这是一个前缀散列函数。我想计算这种方法中的碰撞次数,但我不知道该怎么做。看起来它可能很简单,但我就是想不出一个很好的方法来做到这一点......
int HashTable_qp::preHash(string & key, int tableSize )
{
string pad = "AA";
//some words in the input are less than 3 letters
//I choose to pad the string with A because all padded characters
//have same ascii val, which is low, and will hopefully alter the results less
if (key.length() < 3)
{
key.append(pad);
}
return ( key[0] + 27 * key[1] + 729 * key[2] ) % tableSize;
}
如果它是一个数组作为底层数据结构:
int hash = preHash(&key, array.length);
if(array[hash] != null)
this.count++;
如果它是一个链表数组,那么:
if(array[hash] != null && *(array[hash]) != null)
this.count++
如果您只能访问 stl 库,我相信在调用散列函数之后在添加之前测试该元素是否为空就足够了。
create a histogram:
unsigned histogram[tablesize] = {0};
generate some (all) possible strings and compute their hashval, and update the histogram accordingly:
for(iter=0; iter < somevalue; iter++) {
hashval = hashfunc( string.iterate(iter) ); // I don't know c++
histogram[hashval] +=1;
}
Now you have to analyze the hashtable for lumps / clusters. Rule of thumb is that for (tablesize==iter), you expect about 30 % cells with count =1, and about 30 % empty; the rest has two or more.

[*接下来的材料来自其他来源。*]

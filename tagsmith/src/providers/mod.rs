//! # Providers
//!
//! Providers represent a source of metadata, such as a media file format.
//!
//! Each provider has a struct with a `MetadataProvider` implementation. This
//! allows a consistent interface for obtaining metadata from different media
//! sources. Right now, that's just JPEG.

pub mod jpeg;
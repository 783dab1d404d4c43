//! Exif types: IFD groups, the TIFF type table, and the known tags.

pub mod ifd;
pub mod primitives;
pub mod tags;

/// Each blob of Exif will start with a byte order marker - its endianness.
///
/// It's either `II` (Intel, for little-endian) or `MM` (Motorola, for
/// big-endian).
///
/// Keeping this info around is vital for correct parsing and maintaining the
/// many proprietary blocks.
#[repr(u8)]
#[derive(Copy, Clone, Debug, Default, Hash, PartialEq, PartialOrd, Eq, Ord)]
pub enum Endianness {
    /// `II` for Intel, little-endian.
    Little,

    /// `MM` for Motorola. Big-endian.
    #[default]
    Big,
}

impl Endianness {
    /// The two marker bytes that start a TIFF header in this byte order.
    pub const fn marker(&self) -> [u8; 2] {
        match self {
            Endianness::Little => *b"II",
            Endianness::Big => *b"MM",
        }
    }

    /// Reads a TIFF byte order marker.
    pub const fn from_marker(marker: [u8; 2]) -> Option<Self> {
        match &marker {
            b"II" => Some(Endianness::Little),
            b"MM" => Some(Endianness::Big),
            _ => None,
        }
    }
}
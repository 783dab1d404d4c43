//! IPTC-IIM is an older metadata format used by news agencies and photo
//! archives.
//!
//! It's a flat list of datasets. Each one has a record number, a dataset
//! number, and some bytes:
//!
//! - tag marker (`0x1C`)
//! - record number (1 byte)
//! - dataset number (1 byte)
//! - length (`u16`, big-endian)
//!     - when the high bit is set, the low bits say how many of the following
//!       bytes hold the real length instead
//! - data
//!
//! In JPEG, these datasets live inside a Photoshop image resource. See
//! [`photoshop`].

use tagsmith_types::{
    exif::Endianness,
    iptc::{IptcRecord, dataset, dataset_by_name, dataset_name, dataset_number},
    key::{Family, TagKey},
    value::{TagValue, ValueKind},
};
use winnow::{
    Parser as _,
    binary::{be_u16, u8},
    error::EmptyError,
    token::take,
};

use self::{
    error::IptcError,
    photoshop::{IPTC_RESOURCE, parse_resources, replace_iptc, write_resources},
};
use crate::{
    EngineError,
    container::{Entries, IptcState},
};

pub mod error;
pub mod photoshop;

/// Every dataset starts with this byte.
const TAG_MARKER: u8 = 0x1C;

/// Everything read from the APP13 segments.
#[derive(Clone, Debug, PartialEq)]
pub struct DecodedIptc {
    pub entries: Entries,
    pub state: IptcState,

    /// Datasets and bytes that were skipped.
    pub warnings: Vec<String>,
}

/// Parses the Photoshop resources in APP13 (without its signature), then the
/// IPTC datasets inside them.
///
/// When there's more than one IPTC resource, their datasets are read in
/// order.
pub fn decode(resources_blob: &[u8]) -> Result<DecodedIptc, IptcError> {
    let resources = parse_resources(resources_blob)?;

    let mut entries = Entries::new();
    let mut warnings = Vec::new();
    for r in resources.iter().filter(|r| r.id == IPTC_RESOURCE) {
        let (found, mut w) = decode_datasets(&r.data);
        found.iter().for_each(|(k, v)| entries.append(k.clone(), v.clone()));
        warnings.append(&mut w);
    }

    Ok(DecodedIptc {
        entries,
        state: IptcState { resources },
        warnings,
    })
}

/// Reads IPTC datasets.
///
/// Stray bytes between datasets are skipped. A dataset that runs past the end
/// stops the read, keeping everything before it.
pub fn decode_datasets(data: &[u8]) -> (Entries, Vec<String>) {
    let total = data.len();
    let input: &mut &[u8] = &mut &*data;
    let mut entries = Entries::new();
    let mut warnings: Vec<String> = Vec::new();
    let mut warn = |message: String| {
        log::warn!("{message}");
        warnings.push(message);
    };

    let mut skipped = 0_usize;
    while !input.is_empty() {
        if input.iter().all(|b| *b == 0) {
            break;
        }

        let offset = total - input.len();
        let Ok(marker) = u8.parse_next(input).map_err(|_: EmptyError| ()) else {
            break;
        };
        if marker != TAG_MARKER {
            skipped += 1;
            continue;
        }
        if skipped > 0 {
            warn(format!("Skipped `{skipped}` stray bytes before offset `{offset}`."));
            skipped = 0;
        }

        let Ok((record, number, len)) = (u8, u8, be_u16)
            .parse_next(input)
            .map_err(|_: EmptyError| ())
        else {
            warn(format!("Dataset header at offset `{offset}` was cut short."));
            break;
        };

        let len: usize = if len & 0x8000 == 0 {
            len as usize
        } else {
            match extended_len(input, len & 0x7FFF) {
                Some(l) => l,
                None => {
                    warn(format!(
                        "Dataset `{record}:{number}` has a bad extended length."
                    ));
                    break;
                }
            }
        };

        let Ok(bytes) = take(len).parse_next(input).map_err(|_: EmptyError| ()) else {
            warn(format!(
                "Dataset `{record}:{number}` wants `{len}` bytes, but only `{}` are left.",
                input.len()
            ));
            break;
        };

        let key = match TagKey::new(
            Family::Iptc,
            IptcRecord::from_number(record).name(),
            dataset_name(record, number),
        ) {
            Ok(k) => k,
            Err(e) => {
                warn(format!("Couldn't name dataset `{record}:{number}`. err: {e}"));
                continue;
            }
        };

        let mut kind = dataset(record, number)
            .map(|d| d.kind)
            .unwrap_or(ValueKind::String);
        if kind == ValueKind::Short && len != 2 {
            kind = ValueKind::Undefined;
        }

        log::trace!("Found dataset `{key}` with `{len}` bytes.");
        entries.append(key, TagValue::new(kind, bytes.to_vec(), Endianness::Big));
    }

    if skipped > 0 {
        warn(format!("Skipped `{skipped}` stray bytes at the end."));
    }

    (entries, warnings)
}

/// Reads a length stored in `n` big-endian bytes.
fn extended_len(input: &mut &[u8], n: u16) -> Option<usize> {
    if n == 0 || n > 4 {
        return None;
    }

    let bytes: &[u8] = take(n as usize)
        .parse_next(input)
        .map_err(|_: EmptyError| ())
        .ok()?;
    Some(bytes.iter().fold(0_usize, |acc, b| (acc << 8) | *b as usize))
}

/// Writes IPTC datasets.
///
/// Datasets are sorted by record, then dataset number. Values under the same
/// number keep their order.
pub fn encode(entries: &Entries) -> Result<Vec<u8>, EngineError> {
    let mut datasets: Vec<(u8, u8, Vec<u8>)> = Vec::with_capacity(entries.len());
    for (key, value) in entries.iter() {
        let (record, number) = resolve_key(key)?;
        check_value(key, value)?;

        let bytes = match value.kind() {
            ValueKind::Ascii => {
                let raw = value.raw();
                raw.strip_suffix(&[0]).unwrap_or(raw).to_vec()
            }
            _ => value.clone().with_order(Endianness::Big).into_raw(),
        };

        if u32::try_from(bytes.len()).is_err() {
            return Err(EngineError::InvalidValue {
                key: key.clone(),
                reason: "too large for an IPTC dataset".into(),
            });
        }
        datasets.push((record, number, bytes));
    }

    datasets.sort_by_key(|(record, number, _)| (*record, *number));

    for pair in datasets.windows(2) {
        let ((r, n, _), (r2, n2, _)) = (&pair[0], &pair[1]);
        if (r, n) == (r2, n2) && dataset(*r, *n).is_some_and(|d| !d.repeatable) {
            log::warn!("Dataset `{r}:{n}` isn't repeatable, but has more than one value.");
        }
    }

    let mut out = Vec::new();
    for (record, number, bytes) in datasets {
        out.extend_from_slice(&[TAG_MARKER, record, number]);
        if bytes.len() < 0x8000 {
            out.extend_from_slice(&(bytes.len() as u16).to_be_bytes());
        } else {
            // the length goes in the next four bytes
            out.extend_from_slice(&0x8004_u16.to_be_bytes());
            out.extend_from_slice(&(bytes.len() as u32).to_be_bytes());
        }
        out.extend_from_slice(&bytes);
    }

    Ok(out)
}

/// Builds the Photoshop resources that should go into APP13.
///
/// The old resources are kept, with IPTC swapped out for `entries`. Returns
/// `None` when nothing is left to write.
pub fn encode_resources(entries: &Entries, state: &IptcState) -> Result<Option<Vec<u8>>, EngineError> {
    let iptc = match entries.is_empty() {
        true => None,
        false => Some(encode(entries)?),
    };

    let resources = replace_iptc(&state.resources, iptc);
    if resources.is_empty() {
        log::trace!("No Photoshop resources left. APP13 will be dropped.");
        return Ok(None);
    }

    Ok(Some(write_resources(&resources)))
}

/// Finds the record and dataset numbers that an IPTC key refers to.
pub fn resolve_key(key: &TagKey) -> Result<(u8, u8), EngineError> {
    let invalid = |reason: &str| EngineError::InvalidKey {
        key: key.to_string(),
        reason: reason.to_string(),
    };

    if key.family() != Family::Iptc {
        return Err(invalid("not an IPTC key"));
    }

    let record = IptcRecord::from_name(key.group())
        .ok_or_else(|| invalid("unknown record"))?
        .number();
    let number = dataset_number(record, key.name()).ok_or_else(|| invalid("unknown dataset"))?;

    Ok((record, number))
}

/// Checks that IPTC can store `value`.
pub fn check_value(key: &TagKey, value: &TagValue) -> Result<(), EngineError> {
    match value.kind().is_xmp() {
        false => Ok(()),
        true => Err(EngineError::InvalidValue {
            key: key.clone(),
            reason: format!("IPTC can't store `{}` values", value.kind()),
        }),
    }
}

/// The kind a new value for `key` should have.
///
/// Unknown datasets hold strings.
pub fn default_kind(key: &TagKey) -> ValueKind {
    IptcRecord::from_name(key.group())
        .and_then(|r| dataset_by_name(r.number(), key.name()))
        .map(|d| d.kind)
        .unwrap_or(ValueKind::String)
}

#[cfg(test)]
mod tests {
    use super::{photoshop::Resource, *};
    use crate::util::logger;

    fn key(s: &str) -> TagKey {
        TagKey::parse(s).unwrap()
    }

    fn dataset_bytes(record: u8, number: u8, data: &[u8]) -> Vec<u8> {
        let mut v = vec![TAG_MARKER, record, number];
        v.extend((data.len() as u16).to_be_bytes());
        v.extend(data);
        v
    }

    #[test]
    fn reads_datasets() {
        logger();

        let mut data = Vec::new();
        data.extend(dataset_bytes(1, 90, b"\x1b%G"));
        data.extend(dataset_bytes(2, 0, &[0, 4]));
        data.extend(dataset_bytes(2, 25, b"beach"));
        data.extend(dataset_bytes(2, 25, b"sunset"));
        data.extend(dataset_bytes(2, 250, b"custom"));
        data.extend([0, 0, 0]);

        let (entries, warnings) = decode_datasets(&data);
        assert!(warnings.is_empty());
        assert_eq!(
            entries.keys(),
            [
                key("Iptc.Application2.0x00fa"),
                key("Iptc.Application2.Keywords"),
                key("Iptc.Application2.RecordVersion"),
                key("Iptc.Envelope.CharacterSet"),
            ]
        );

        let keywords: Vec<String> = entries
            .get(&key("Iptc.Application2.Keywords"))
            .iter()
            .map(|v| v.to_text())
            .collect();
        assert_eq!(keywords, ["beach", "sunset"]);

        let version = entries.get(&key("Iptc.Application2.RecordVersion"));
        assert_eq!(version[0].kind(), ValueKind::Short);
        assert_eq!(version[0].uint_at(0), Some(4));
    }

    #[test]
    fn odd_short_datasets_become_undefined() {
        logger();

        let (entries, _) = decode_datasets(&dataset_bytes(2, 0, &[4]));
        let version = entries.get(&key("Iptc.Application2.RecordVersion"));
        assert_eq!(version[0].kind(), ValueKind::Undefined);
    }

    #[test]
    fn skips_junk_and_stops_at_truncation() {
        logger();

        let mut data = vec![0xAB, 0xCD];
        data.extend(dataset_bytes(2, 5, b"Title"));
        data.extend([TAG_MARKER, 2, 120, 0, 50, b'x']);

        let (entries, warnings) = decode_datasets(&data);
        assert_eq!(entries.len(), 1);
        assert_eq!(
            entries.get(&key("Iptc.Application2.ObjectName"))[0].to_text(),
            "Title"
        );
        assert_eq!(warnings.len(), 2);
    }

    #[test]
    fn extended_lengths() {
        logger();

        let big = vec![b'a'; 0x9000];
        let mut entries = Entries::new();
        entries.append(key("Iptc.Application2.Caption"), TagValue::string("hi"));
        entries.append(
            key("Iptc.Application2.Caption"),
            TagValue::new(ValueKind::String, big.clone(), Endianness::Big),
        );

        let encoded = encode(&entries).unwrap();
        assert_eq!(&encoded[..5], &[TAG_MARKER, 2, 120, 0, 2]);
        assert_eq!(&encoded[7..14], &[TAG_MARKER, 2, 120, 0x80, 0x04, 0, 0]);

        let (decoded, warnings) = decode_datasets(&encoded);
        assert!(warnings.is_empty());
        let captions = decoded.get(&key("Iptc.Application2.Caption"));
        assert_eq!(captions.len(), 2);
        assert_eq!(captions[1].raw(), big.as_slice());
    }

    #[test]
    fn encodes_sorted_and_keeps_value_order() {
        logger();

        let mut entries = Entries::new();
        entries.append(key("Iptc.Application2.Keywords"), TagValue::string("b"));
        entries.append(key("Iptc.Application2.City"), TagValue::string("Oslo"));
        entries.append(key("Iptc.Application2.Keywords"), TagValue::string("a"));
        entries.append(key("Iptc.Envelope.ModelVersion"), {
            TagValue::from_text(ValueKind::Short, "4", Endianness::Little).unwrap()
        });
        entries.append(key("Iptc.Application2.Byline"), TagValue::ascii("Kim"));

        let encoded = encode(&entries).unwrap();
        let mut expected = Vec::new();
        expected.extend(dataset_bytes(1, 0, &[0, 4]));
        expected.extend(dataset_bytes(2, 25, b"b"));
        expected.extend(dataset_bytes(2, 25, b"a"));
        expected.extend(dataset_bytes(2, 80, b"Kim"));
        expected.extend(dataset_bytes(2, 90, b"Oslo"));
        assert_eq!(encoded, expected);
    }

    #[test]
    fn resources_wrap_iptc() {
        logger();

        let state = IptcState {
            resources: vec![
                Resource::new(0x03ED, vec![1, 2]),
                Resource::new(IPTC_RESOURCE, dataset_bytes(2, 5, b"Old")),
            ],
        };

        let mut entries = Entries::new();
        entries.append(key("Iptc.Application2.ObjectName"), TagValue::string("New"));

        let blob = encode_resources(&entries, &state).unwrap().unwrap();
        let decoded = decode(&blob).unwrap();
        assert_eq!(decoded.entries, entries);
        assert_eq!(decoded.state.resources.len(), 2);
        assert_eq!(decoded.state.resources[0], state.resources[0]);

        // no IPTC and nothing else either
        let empty = IptcState {
            resources: vec![Resource::new(IPTC_RESOURCE, vec![])],
        };
        assert_eq!(encode_resources(&Entries::new(), &empty).unwrap(), None);
    }

    #[test]
    fn keys_resolve() {
        assert_eq!(resolve_key(&key("Iptc.Application2.Keywords")).unwrap(), (2, 25));
        assert_eq!(resolve_key(&key("Iptc.0x0003.0x0010")).unwrap(), (3, 16));
        assert!(matches!(
            resolve_key(&key("Iptc.Application2.NotADataset")),
            Err(EngineError::InvalidKey { .. })
        ));
        assert!(matches!(
            resolve_key(&key("Iptc.Nowhere.Keywords")),
            Err(EngineError::InvalidKey { .. })
        ));

        assert_eq!(default_kind(&key("Iptc.Application2.DateCreated")), ValueKind::Date);
        assert_eq!(default_kind(&key("Iptc.Application2.0x00fa")), ValueKind::String);

        assert!(matches!(
            check_value(
                &key("Iptc.Application2.Keywords"),
                &TagValue::xmp(ValueKind::XmpBag, "x")
            ),
            Err(EngineError::InvalidValue { .. })
        ));
    }
}
//! Exif is a media metadata format primarily used by cameras.
//!
//! Unlike XMP, it's a structured binary format: a TIFF header followed by a
//! graph of IFDs (Image File Directories). Each entry on an IFD contains a tag
//! ID, primitive data type, and count saying how many primitives are stored.
//! That means we can carry proprietary entries along, all without knowing how
//! they're structured.
//!
//! IFD 0 describes the main image and starts a chain of IFDs (IFD 1 is the
//! thumbnail). Pointer tags on IFD 0 lead to the Exif and GPS sub-IFDs, and
//! the Exif sub-IFD may point at the interoperability IFD.

use std::collections::{BTreeSet, VecDeque};

use tagsmith_types::{
    exif::{
        Endianness,
        ifd::IfdGroup,
        tags::{
            JPEG_INTERCHANGE_FORMAT, JPEG_INTERCHANGE_FORMAT_LENGTH,
            KnownTag, SUB_IFD_POINTER_TAGS, SUB_IFDS, pointer_target,
        },
    },
    key::{Family, TagKey, format_hex_id, hex_id},
    value::{TagValue, ValueKind},
};
use winnow::{
    Parser as _, Stateful,
    binary::{Endianness as WinnowEndianness, u16, u32},
    error::EmptyError,
    token::take,
};

use self::{
    error::{ExifFatalError, ExifFatalResult},
    ifd::parse_ifd,
};
use crate::{
    EngineError,
    container::{Entries, ExifState},
};

pub mod error;
mod encode;
mod ifd;
mod value;

pub use encode::encode;

/// Everything read from an Exif block.
#[derive(Clone, Debug, PartialEq)]
pub struct DecodedExif {
    pub entries: Entries,
    pub state: ExifState,

    /// Entries and IFDs that were skipped.
    pub warnings: Vec<String>,
}

/// Parses an Exif block, starting at its TIFF header.
///
/// `tiff_offset` is where the TIFF header sits in the whole file.
pub fn decode(blob: &[u8], tiff_offset: usize) -> ExifFatalResult<DecodedExif> {
    let input: &mut &[u8] = &mut &*blob;

    // parse the endianness
    let endianness: Endianness = parse_blob_endianness(input)?;
    let winnow_endianness = to_winnow(endianness);

    // alright. from here on out, we've got to account for the endianness
    // of everything.
    //
    // to do so, our input is wrapped in `Stateful`
    let stateful_input = &mut Stream {
        input: *input,
        state: State {
            endianness: winnow_endianness,
            blob,
            group: IfdGroup::_0, // we always start with IFD 0
        },
    };

    // ensure we've got a TIFF marker (magic number)
    parse_tiff_magic_number(stateful_input)?;

    // grab the offset from the TIFF marker where we'll start
    let first_ifd: u32 = parse_tiff_header_offset(stateful_input)?;
    if first_ifd as usize > blob.len() {
        log::error!("First IFD is outside the Exif block. offset: `{first_ifd}`");
        return Err(ExifFatalError::NotEnoughDataForHeaderOffset { offset: first_ifd });
    }

    let mut out = DecodedExif {
        entries: Entries::new(),
        state: ExifState {
            byte_order: Some(endianness),
            tiff_offset: Some(tiff_offset),
            ..Default::default()
        },
        warnings: Vec::new(),
    };

    // if there are no IFDs, do an early return
    if first_ifd as usize == blob.len() {
        log::trace!("There's no more input. Assuming there are zero IFDs.");
        return Ok(out);
    }

    // sub-IFDs go to the front of the queue, so their entries follow their
    // parent's. the chain goes to the back.
    let mut queue: VecDeque<(IfdGroup, u32)> = VecDeque::from([(IfdGroup::_0, first_ifd)]);
    let mut visited: BTreeSet<u32> = BTreeSet::new();

    while let Some((group, offset)) = queue.pop_front() {
        if !visited.insert(offset) {
            out.warn(format!(
                "IFD `{group}` points back at an IFD we've already read. \
                Cutting the loop. offset: `{offset}`"
            ));
            continue;
        }

        let state = State {
            endianness: winnow_endianness,
            blob,
            group,
        };

        let ifd = match parse_ifd(&state, offset) {
            Ok(ifd) => ifd,
            Err(e) if group == IfdGroup::_0 => {
                log::error!("Failed to parse Exif! The first IFD failed to parse! err: {e}");
                return Err(ExifFatalError::FirstIfd(e));
            }
            Err(e) => {
                out.warn(format!("Skipping IFD. err: {e}"));
                continue;
            }
        };

        let mut sub_ifds: Vec<(IfdGroup, u32)> = Vec::new();
        let mut blob_offset: Option<u32> = None;
        let mut blob_len: Option<u32> = None;

        for field in ifd.fields {
            let entry = match field {
                Ok(entry) => entry,
                Err(e) => {
                    out.warn(format!("Skipping entry on IFD `{group}`. err: {e}"));
                    continue;
                }
            };

            // pointer tags are made again when writing, so they're never
            // entries
            if SUB_IFD_POINTER_TAGS.contains(&entry.tag) {
                let target = pointer_target(entry.tag);
                let allowed = match target {
                    Some(IfdGroup::Interop) => group == IfdGroup::Exif,
                    Some(_) => group == IfdGroup::_0,
                    None => false,
                };

                match (target, entry.as_u32(winnow_endianness)) {
                    (Some(target), Some(ptr)) if allowed => {
                        log::trace!("IFD `{group}` points to `{target}` at `{ptr}`.");
                        sub_ifds.push((target, ptr));
                    }
                    _ => out.warn(format!(
                        "Ignoring pointer tag `{:#06x}` on IFD `{group}`.",
                        entry.tag
                    )),
                }
                continue;
            }

            if entry.tag == SUB_IFDS && group.chain_index().is_some() {
                out.warn(format!("Skipping the `SubIFDs` list on IFD `{group}`."));
                continue;
            }

            if group.chain_index().is_some() {
                match entry.tag {
                    JPEG_INTERCHANGE_FORMAT => blob_offset = entry.as_u32(winnow_endianness),
                    JPEG_INTERCHANGE_FORMAT_LENGTH => blob_len = entry.as_u32(winnow_endianness),
                    _ => (),
                }
            }

            let key = match entry_key(group, entry.tag) {
                Ok(k) => k,
                Err(e) => {
                    out.warn(format!("Couldn't name entry `{:#06x}`. err: {e}", entry.tag));
                    continue;
                }
            };

            let value = TagValue::new(ValueKind::from(entry.ty), entry.data.to_vec(), endianness);
            out.entries.append(key, value);
        }

        // copy the embedded image, so it can move with its IFD
        if let (Some(start), Some(len)) = (blob_offset, blob_len) {
            let range = (start as usize)
                .checked_add(len as usize)
                .map(|end| start as usize..end);
            match range.and_then(|r| blob.get(r)) {
                Some(bytes) => {
                    log::trace!("IFD `{group}` holds an embedded image of `{len}` bytes.");
                    out.state.blobs.insert(group, bytes.to_vec());
                }
                None => out.warn(format!(
                    "IFD `{group}` says it holds an embedded image outside the \
                    Exif block. offset: `{start}`, len: `{len}`"
                )),
            }
        }

        for sub in sub_ifds.into_iter().rev() {
            queue.push_front(sub);
        }

        if let (Some(index), Some(next)) = (group.chain_index(), ifd.next) {
            match index.checked_add(1) {
                Some(i) => queue.push_back((IfdGroup::from_chain_index(i), next)),
                None => out.warn("The IFD chain is too long. Ignoring the rest."),
            }
        }
    }

    Ok(out)
}

impl DecodedExif {
    fn warn(&mut self, message: impl Into<String>) {
        let message = message.into();
        log::warn!("{message}");
        self.warnings.push(message);
    }
}

/// The key an entry goes by.
fn entry_key(group: IfdGroup, tag: u16) -> Result<TagKey, tagsmith_types::key::KeyError> {
    let name = match KnownTag::try_from((group, tag)) {
        Ok(known) => known.tag_name().to_string(),
        Err(()) => format_hex_id(tag),
    };
    TagKey::new(Family::Exif, group.group_name(), name)
}

/// Finds the IFD and tag ID that an Exif key refers to.
pub fn resolve_key(key: &TagKey) -> Result<(IfdGroup, u16), EngineError> {
    let invalid = |reason: &str| EngineError::InvalidKey {
        key: key.to_string(),
        reason: reason.to_string(),
    };

    if key.family() != Family::Exif {
        return Err(invalid("not an Exif key"));
    }

    let group = IfdGroup::from_group_name(key.group())
        .ok_or_else(|| invalid("unknown IFD group"))?;

    let tag = KnownTag::from_name(group, key.name())
        .map(|t| t.tag_id())
        .or_else(|| hex_id(key.name()))
        .ok_or_else(|| invalid("unknown tag name"))?;

    if SUB_IFD_POINTER_TAGS.contains(&tag) || tag == SUB_IFDS {
        return Err(invalid("IFD pointers are written automatically"));
    }

    Ok((group, tag))
}

/// Checks that Exif can store `value`.
pub fn check_value(key: &TagKey, value: &TagValue) -> Result<(), EngineError> {
    match value.kind().primitive() {
        Some(_) => Ok(()),
        None => Err(EngineError::InvalidValue {
            key: key.clone(),
            reason: format!("Exif can't store `{}` values", value.kind()),
        }),
    }
}

/// The kind a new value for `key` should have.
///
/// Unknown tags are treated as text.
pub fn default_kind(key: &TagKey) -> ValueKind {
    IfdGroup::from_group_name(key.group())
        .and_then(|group| KnownTag::from_name(group, key.name()))
        .map(|t| ValueKind::from(t.default_type()))
        .unwrap_or(ValueKind::Ascii)
}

If you sum all the (count*(count+1))/2, and divide by the tablesize, you should expect around 1.5. A bad hashfunction gives higher values, a perfect hash would only have cells with count=1 (and thus: ratio=1) With linear probing you should of course never use tablesize=niter, but make tablesize bigger, say twice as big. You can use the same metric (number of probes / number of entries), to analyse its performance, though.
UPDATE: a great introduction on hashfunctions and their performance can be found at http://www.strchr.com/hash_functions .
您可以创建一个整数数组,每个整数代表一个哈希值。当您完成使哈希循环返回嵌套循环中的数组时。如果您有以下数组,
[0] -> 13
[1] -> 5
[2] -> 12
[3] -> 7
[4] -> 5
对于0..n中的每个项目i,检查项目i+1..n是否匹配。在英语中,这将是:检查每个元素是否等于它之后的任何元素。